Aim of the exercise: Whenever a line carries the word "debug", pull it out of the entries.

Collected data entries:

········

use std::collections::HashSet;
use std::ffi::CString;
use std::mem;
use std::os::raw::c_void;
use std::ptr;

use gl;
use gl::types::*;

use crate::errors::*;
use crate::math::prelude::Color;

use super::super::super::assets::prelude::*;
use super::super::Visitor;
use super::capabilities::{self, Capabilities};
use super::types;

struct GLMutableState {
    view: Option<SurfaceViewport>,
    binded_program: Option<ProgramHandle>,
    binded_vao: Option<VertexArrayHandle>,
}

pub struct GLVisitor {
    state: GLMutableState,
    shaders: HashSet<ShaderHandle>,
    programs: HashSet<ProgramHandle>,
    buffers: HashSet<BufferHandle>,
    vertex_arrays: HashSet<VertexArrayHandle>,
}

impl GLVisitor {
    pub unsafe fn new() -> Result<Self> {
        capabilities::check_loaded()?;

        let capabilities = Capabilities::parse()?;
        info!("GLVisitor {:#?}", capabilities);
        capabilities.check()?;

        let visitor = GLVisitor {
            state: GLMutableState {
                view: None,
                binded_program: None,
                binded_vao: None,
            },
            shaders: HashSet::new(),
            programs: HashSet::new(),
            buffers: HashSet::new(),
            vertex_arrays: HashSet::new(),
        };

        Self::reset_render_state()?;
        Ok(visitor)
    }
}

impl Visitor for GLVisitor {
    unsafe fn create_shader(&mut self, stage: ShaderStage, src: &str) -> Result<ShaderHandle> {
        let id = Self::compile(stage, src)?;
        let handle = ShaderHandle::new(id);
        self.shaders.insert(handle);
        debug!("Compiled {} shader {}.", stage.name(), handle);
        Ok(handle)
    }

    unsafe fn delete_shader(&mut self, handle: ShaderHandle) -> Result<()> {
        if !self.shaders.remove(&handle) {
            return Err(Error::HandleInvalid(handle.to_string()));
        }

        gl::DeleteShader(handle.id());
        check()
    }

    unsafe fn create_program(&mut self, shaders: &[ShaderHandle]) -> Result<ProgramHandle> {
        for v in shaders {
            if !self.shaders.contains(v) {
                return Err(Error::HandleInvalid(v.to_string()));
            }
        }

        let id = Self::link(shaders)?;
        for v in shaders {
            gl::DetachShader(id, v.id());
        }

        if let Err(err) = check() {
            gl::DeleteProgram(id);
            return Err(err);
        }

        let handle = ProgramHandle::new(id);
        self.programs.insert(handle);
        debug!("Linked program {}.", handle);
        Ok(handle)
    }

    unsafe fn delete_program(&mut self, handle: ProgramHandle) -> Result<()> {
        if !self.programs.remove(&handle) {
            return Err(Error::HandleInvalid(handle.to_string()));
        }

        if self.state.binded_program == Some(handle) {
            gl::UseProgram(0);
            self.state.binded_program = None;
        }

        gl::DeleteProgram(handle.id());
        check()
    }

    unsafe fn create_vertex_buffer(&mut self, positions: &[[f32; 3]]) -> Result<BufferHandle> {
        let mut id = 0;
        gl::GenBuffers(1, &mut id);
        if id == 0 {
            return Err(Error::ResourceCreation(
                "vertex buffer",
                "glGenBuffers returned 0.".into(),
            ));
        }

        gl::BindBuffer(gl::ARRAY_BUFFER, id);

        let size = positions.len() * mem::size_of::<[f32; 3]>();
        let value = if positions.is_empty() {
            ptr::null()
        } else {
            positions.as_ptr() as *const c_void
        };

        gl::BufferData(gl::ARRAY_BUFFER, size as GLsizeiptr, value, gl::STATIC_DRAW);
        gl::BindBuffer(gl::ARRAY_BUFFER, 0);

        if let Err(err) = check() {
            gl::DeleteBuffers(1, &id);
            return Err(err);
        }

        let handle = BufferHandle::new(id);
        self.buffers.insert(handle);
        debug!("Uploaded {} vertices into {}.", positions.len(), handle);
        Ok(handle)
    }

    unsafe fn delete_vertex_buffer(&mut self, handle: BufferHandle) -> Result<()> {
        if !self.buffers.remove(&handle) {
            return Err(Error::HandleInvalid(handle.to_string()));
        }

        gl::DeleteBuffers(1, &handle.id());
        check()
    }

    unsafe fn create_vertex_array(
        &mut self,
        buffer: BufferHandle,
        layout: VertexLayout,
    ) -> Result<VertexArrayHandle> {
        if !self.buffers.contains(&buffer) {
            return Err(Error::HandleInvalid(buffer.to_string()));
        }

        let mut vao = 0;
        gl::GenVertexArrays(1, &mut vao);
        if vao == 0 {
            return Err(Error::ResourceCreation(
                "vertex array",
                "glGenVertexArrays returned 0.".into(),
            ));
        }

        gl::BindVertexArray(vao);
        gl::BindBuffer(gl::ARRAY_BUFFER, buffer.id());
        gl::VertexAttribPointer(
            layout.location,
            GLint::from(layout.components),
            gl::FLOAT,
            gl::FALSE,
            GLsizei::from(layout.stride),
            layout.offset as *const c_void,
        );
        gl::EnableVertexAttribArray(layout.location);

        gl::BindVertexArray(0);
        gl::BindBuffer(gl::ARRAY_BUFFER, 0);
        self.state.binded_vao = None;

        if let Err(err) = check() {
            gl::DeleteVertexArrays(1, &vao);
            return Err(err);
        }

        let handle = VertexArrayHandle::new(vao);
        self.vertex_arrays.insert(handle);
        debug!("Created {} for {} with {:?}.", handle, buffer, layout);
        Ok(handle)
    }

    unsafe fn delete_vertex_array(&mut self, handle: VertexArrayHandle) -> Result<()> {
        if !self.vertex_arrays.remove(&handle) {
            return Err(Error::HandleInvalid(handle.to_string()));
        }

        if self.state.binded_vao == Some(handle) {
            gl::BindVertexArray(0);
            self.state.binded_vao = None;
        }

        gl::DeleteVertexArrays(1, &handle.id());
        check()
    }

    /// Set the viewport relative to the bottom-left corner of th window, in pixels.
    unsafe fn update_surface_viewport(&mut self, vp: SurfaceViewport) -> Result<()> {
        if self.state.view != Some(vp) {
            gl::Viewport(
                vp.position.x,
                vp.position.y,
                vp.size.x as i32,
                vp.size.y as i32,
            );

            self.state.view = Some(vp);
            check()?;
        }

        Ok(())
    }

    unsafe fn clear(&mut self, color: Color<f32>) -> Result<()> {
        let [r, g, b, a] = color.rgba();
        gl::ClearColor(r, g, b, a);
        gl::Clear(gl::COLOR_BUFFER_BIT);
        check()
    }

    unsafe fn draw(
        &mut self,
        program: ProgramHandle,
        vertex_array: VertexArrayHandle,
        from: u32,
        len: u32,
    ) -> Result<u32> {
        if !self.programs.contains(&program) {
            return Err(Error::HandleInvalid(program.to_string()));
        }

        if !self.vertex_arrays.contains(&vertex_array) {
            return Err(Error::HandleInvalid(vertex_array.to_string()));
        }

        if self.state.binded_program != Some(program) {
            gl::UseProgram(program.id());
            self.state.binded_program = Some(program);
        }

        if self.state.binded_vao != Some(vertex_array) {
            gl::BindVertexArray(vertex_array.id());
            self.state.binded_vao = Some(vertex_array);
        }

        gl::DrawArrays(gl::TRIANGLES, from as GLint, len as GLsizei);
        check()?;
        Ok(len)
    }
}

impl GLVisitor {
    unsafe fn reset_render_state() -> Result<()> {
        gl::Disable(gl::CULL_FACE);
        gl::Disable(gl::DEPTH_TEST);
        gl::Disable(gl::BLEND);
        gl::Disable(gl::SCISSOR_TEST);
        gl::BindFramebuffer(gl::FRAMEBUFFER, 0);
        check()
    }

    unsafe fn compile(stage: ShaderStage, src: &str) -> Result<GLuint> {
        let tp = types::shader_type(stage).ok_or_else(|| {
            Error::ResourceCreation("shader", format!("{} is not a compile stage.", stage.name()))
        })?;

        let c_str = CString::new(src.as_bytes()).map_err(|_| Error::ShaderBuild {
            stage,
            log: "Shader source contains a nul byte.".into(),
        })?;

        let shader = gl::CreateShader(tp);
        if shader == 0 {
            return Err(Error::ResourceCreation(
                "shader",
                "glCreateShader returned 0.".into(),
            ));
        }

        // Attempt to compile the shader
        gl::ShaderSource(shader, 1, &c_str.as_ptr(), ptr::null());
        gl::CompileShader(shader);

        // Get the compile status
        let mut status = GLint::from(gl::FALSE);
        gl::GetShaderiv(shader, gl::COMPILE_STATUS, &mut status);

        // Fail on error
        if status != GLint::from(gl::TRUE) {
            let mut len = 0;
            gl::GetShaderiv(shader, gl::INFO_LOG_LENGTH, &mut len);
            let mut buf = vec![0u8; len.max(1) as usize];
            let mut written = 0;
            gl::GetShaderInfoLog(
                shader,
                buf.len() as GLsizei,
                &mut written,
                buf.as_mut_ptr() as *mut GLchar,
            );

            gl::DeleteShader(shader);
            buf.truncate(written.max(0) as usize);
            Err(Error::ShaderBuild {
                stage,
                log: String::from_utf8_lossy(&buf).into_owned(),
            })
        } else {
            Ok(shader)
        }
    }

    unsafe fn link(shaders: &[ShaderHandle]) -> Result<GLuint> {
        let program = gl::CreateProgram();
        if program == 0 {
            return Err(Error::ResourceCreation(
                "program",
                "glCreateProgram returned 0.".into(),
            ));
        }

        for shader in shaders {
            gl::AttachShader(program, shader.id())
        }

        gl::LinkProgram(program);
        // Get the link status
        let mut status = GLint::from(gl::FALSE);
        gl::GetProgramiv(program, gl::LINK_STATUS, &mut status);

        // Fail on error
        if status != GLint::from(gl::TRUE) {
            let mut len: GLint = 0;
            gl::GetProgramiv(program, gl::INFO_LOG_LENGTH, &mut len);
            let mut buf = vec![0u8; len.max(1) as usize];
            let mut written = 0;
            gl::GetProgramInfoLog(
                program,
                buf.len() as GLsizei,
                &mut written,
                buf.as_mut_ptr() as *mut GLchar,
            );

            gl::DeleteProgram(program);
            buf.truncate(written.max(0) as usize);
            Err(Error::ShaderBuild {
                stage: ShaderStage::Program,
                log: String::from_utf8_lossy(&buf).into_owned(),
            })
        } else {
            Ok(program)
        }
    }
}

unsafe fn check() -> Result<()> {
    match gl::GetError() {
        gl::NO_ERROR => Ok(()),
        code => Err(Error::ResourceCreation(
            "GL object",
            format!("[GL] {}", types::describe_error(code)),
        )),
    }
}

········

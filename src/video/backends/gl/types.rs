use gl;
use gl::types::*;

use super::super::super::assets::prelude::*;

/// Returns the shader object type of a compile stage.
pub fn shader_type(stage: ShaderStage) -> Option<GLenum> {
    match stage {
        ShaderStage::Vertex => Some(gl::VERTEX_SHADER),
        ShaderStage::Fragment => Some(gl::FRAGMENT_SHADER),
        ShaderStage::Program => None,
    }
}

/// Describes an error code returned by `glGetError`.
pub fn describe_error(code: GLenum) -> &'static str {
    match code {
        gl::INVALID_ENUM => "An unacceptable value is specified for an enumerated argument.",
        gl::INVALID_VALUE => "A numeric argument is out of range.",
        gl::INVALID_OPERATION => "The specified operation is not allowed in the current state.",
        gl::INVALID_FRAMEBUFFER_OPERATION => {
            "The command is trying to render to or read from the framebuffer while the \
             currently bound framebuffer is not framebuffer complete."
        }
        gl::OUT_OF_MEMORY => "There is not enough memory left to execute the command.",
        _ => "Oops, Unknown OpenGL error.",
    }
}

········

Response to the exercise:
        debug!("Compiled {} shader {}.", stage.name(), handle);
        debug!("Linked program {}.", handle);
        debug!("Uploaded {} vertices into {}.", positions.len(), handle);
        debug!("Created {} for {} with {:?}.", handle, buffer, layout);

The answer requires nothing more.